Esta omissão sinceramente espanta. Porque não se percebe que as esquerdas, do PCP a outros géneros sortidos, insistam na ideia de que nunca decidiram nada, nunca estiveram no poder, acusando pelo meio um ímpio PS de lhes ter vedado esse acesso, e só porque nunca chegaram sozinhos ou em coligação ao governo. Não só passaram em tempos pelo governo, com as consequências que se conhecem para a economia e para o sistema político, como o facto é que conservaram desde o início, por diversas vias, posições no Estado, na Administração, nos sindicatos e nalgumas corporações profissionais que lhes deram um poder real.

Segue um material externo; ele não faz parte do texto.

//! Tests for the predicate splitter.

use crate::analyzer::Analyzer;
use crate::ast::{DType, Expr, Var};
use crate::constraint::match_bound_constraints;
use crate::detect::{IterRange, IterRanges};

fn var(name: &str) -> Var {
    Var::new(name)
}

fn v(name: &str) -> Expr {
    Expr::var(var(name))
}

fn c(value: i64) -> Expr {
    Expr::int(value)
}

fn ranges(dims: &[(&str, i64, i64)]) -> IterRanges {
    dims.iter()
        .map(|(name, min, extent)| (var(name), IterRange::new(c(*min), c(*extent))))
        .collect()
}

#[test]
fn single_upper_bound() {
    let iters = ranges(&[("j", 0, 5), ("k", 0, 2)]);
    let pred = (v("j") * 2 + v("k")).lt(c(9));
    let constraints = match_bound_constraints(&pred, &iters);
    assert_eq!(constraints.len(), 1);
    assert_eq!(constraints[0].iter, v("j") * 2 + v("k"));
    assert_eq!(constraints[0].lower_bound, None);
    assert_eq!(constraints[0].upper_bound, Some(c(9)));
}

#[test]
fn inclusive_bounds_shift_by_one() {
    let iters = ranges(&[("j", 0, 5)]);
    // j <= 4 becomes j < 5
    let le = match_bound_constraints(&v("j").le(c(4)), &iters);
    assert_eq!(le[0].upper_bound, Some(c(5)));
    // j > 1 becomes 2 <= j
    let gt = match_bound_constraints(&v("j").gt(c(1)), &iters);
    assert_eq!(gt[0].lower_bound, Some(c(2)));
    // j >= 1 stays 1 <= j
    let ge = match_bound_constraints(&v("j").ge(c(1)), &iters);
    assert_eq!(ge[0].lower_bound, Some(c(1)));
}

#[test]
fn bound_on_the_left() {
    let iters = ranges(&[("j", 0, 5)]);
    // 3 < j becomes 4 <= j
    let constraints = match_bound_constraints(&c(3).lt(v("j")), &iters);
    assert_eq!(constraints[0].iter, v("j"));
    assert_eq!(constraints[0].lower_bound, Some(c(4)));
}

#[test]
fn conjunction_peels_every_comparison() {
    let iters = ranges(&[("j", 0, 5), ("k", 0, 2)]);
    let expr = v("j") * 2 + v("k");
    let pred = expr.clone().ge(c(1)).and(expr.clone().lt(c(9)));
    let constraints = match_bound_constraints(&pred, &iters);
    assert_eq!(constraints.len(), 2);
    assert_eq!(constraints[0].upper_bound, Some(c(9)));
    assert_eq!(constraints[1].lower_bound, Some(c(1)));
}

#[test]
fn splits_iterators_from_both_sides() {
    let analyzer = Analyzer::new();
    let iters = ranges(&[("j", 0, 5), ("k", 0, 2)]);
    // j < k + 1 pivots to (j - k) < 1
    let pred = v("j").lt(v("k") + 1);
    let constraints = match_bound_constraints(&pred, &iters);
    assert_eq!(constraints.len(), 1);
    assert!(analyzer.can_prove_equal(&constraints[0].iter, &(v("j") - v("k"))));
    let upper = constraints[0].upper_bound.clone().expect("upper bound");
    assert!(analyzer.can_prove_equal(&upper, &c(1)));
}

#[test]
fn rejects_non_integer_operands() {
    let iters = ranges(&[("j", 0, 5)]);
    let f = Expr::var(Var::with_dtype("f", DType::Float(32)));
    assert!(match_bound_constraints(&f.lt(v("j")), &iters).is_empty());
}

#[test]
fn rejects_unsupported_comparisons() {
    let iters = ranges(&[("j", 0, 5)]);
    // equality is not a bound constraint
    assert!(match_bound_constraints(&v("j").equals(c(1)), &iters).is_empty());
    // one bad conjunct poisons the whole predicate
    let pred = v("j").lt(c(3)).and(v("j").equals(c(1)));
    assert!(match_bound_constraints(&pred, &iters).is_empty());
}

#[test]
fn trivial_predicate_yields_nothing() {
    let iters = ranges(&[("j", 0, 5)]);
    assert!(match_bound_constraints(&Expr::bool_imm(true), &iters).is_empty());
}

De resto, foi essa uma das "transacções" mais curiosas deste regime. O recuo da esquerda radical em termos eleitorais foi compensado pela sua permanência no Estado e na Administração. Pensam eles que têm as mãos limpas porque o povo votou maciçamente, todo este tempo, no PS, PSD e CDS. Mas quem acredita que acordos de empresa, como os que deram aos maquinistas da CP a sua posição de vantagem, surgiram do nada?

A crise económica tem sido usada para denunciar a saturnal neoliberal em que o mundo viveu nos últimos 30 anos. É verdade que o capitalismo internacional andou solto e o capitalismo financeiro ainda mais, sobretudo desde que no fim dos anos 90 Bill Clinton revogou a célebre Glass-Seagal, permitindo à banca comercial expandir-se para a banca de investimento. Mas é falso que Portugal tivesse sido governado e administrado fora de um bloco político-social em cuja génese participou sempre activamente a nossa extrema-esquerda.

Entretanto, os 20 anos da SIC trouxeram-nos de volta o passado da televisão. Pudemos assistir, ainda que por instantes, a uma das mais demagógicas contestações do início dos anos 90: a luta contra as propinas. Mais ou menos na mesma altura, deu-se outra luta contra as taxas moderadoras na saúde. Olhar para aquele espectáculo de irrealismo orquestrado, com o que sabemos hoje e com o que exigimos hoje aos estudantes universitário, só mostra que não há e nunca houve inocentes.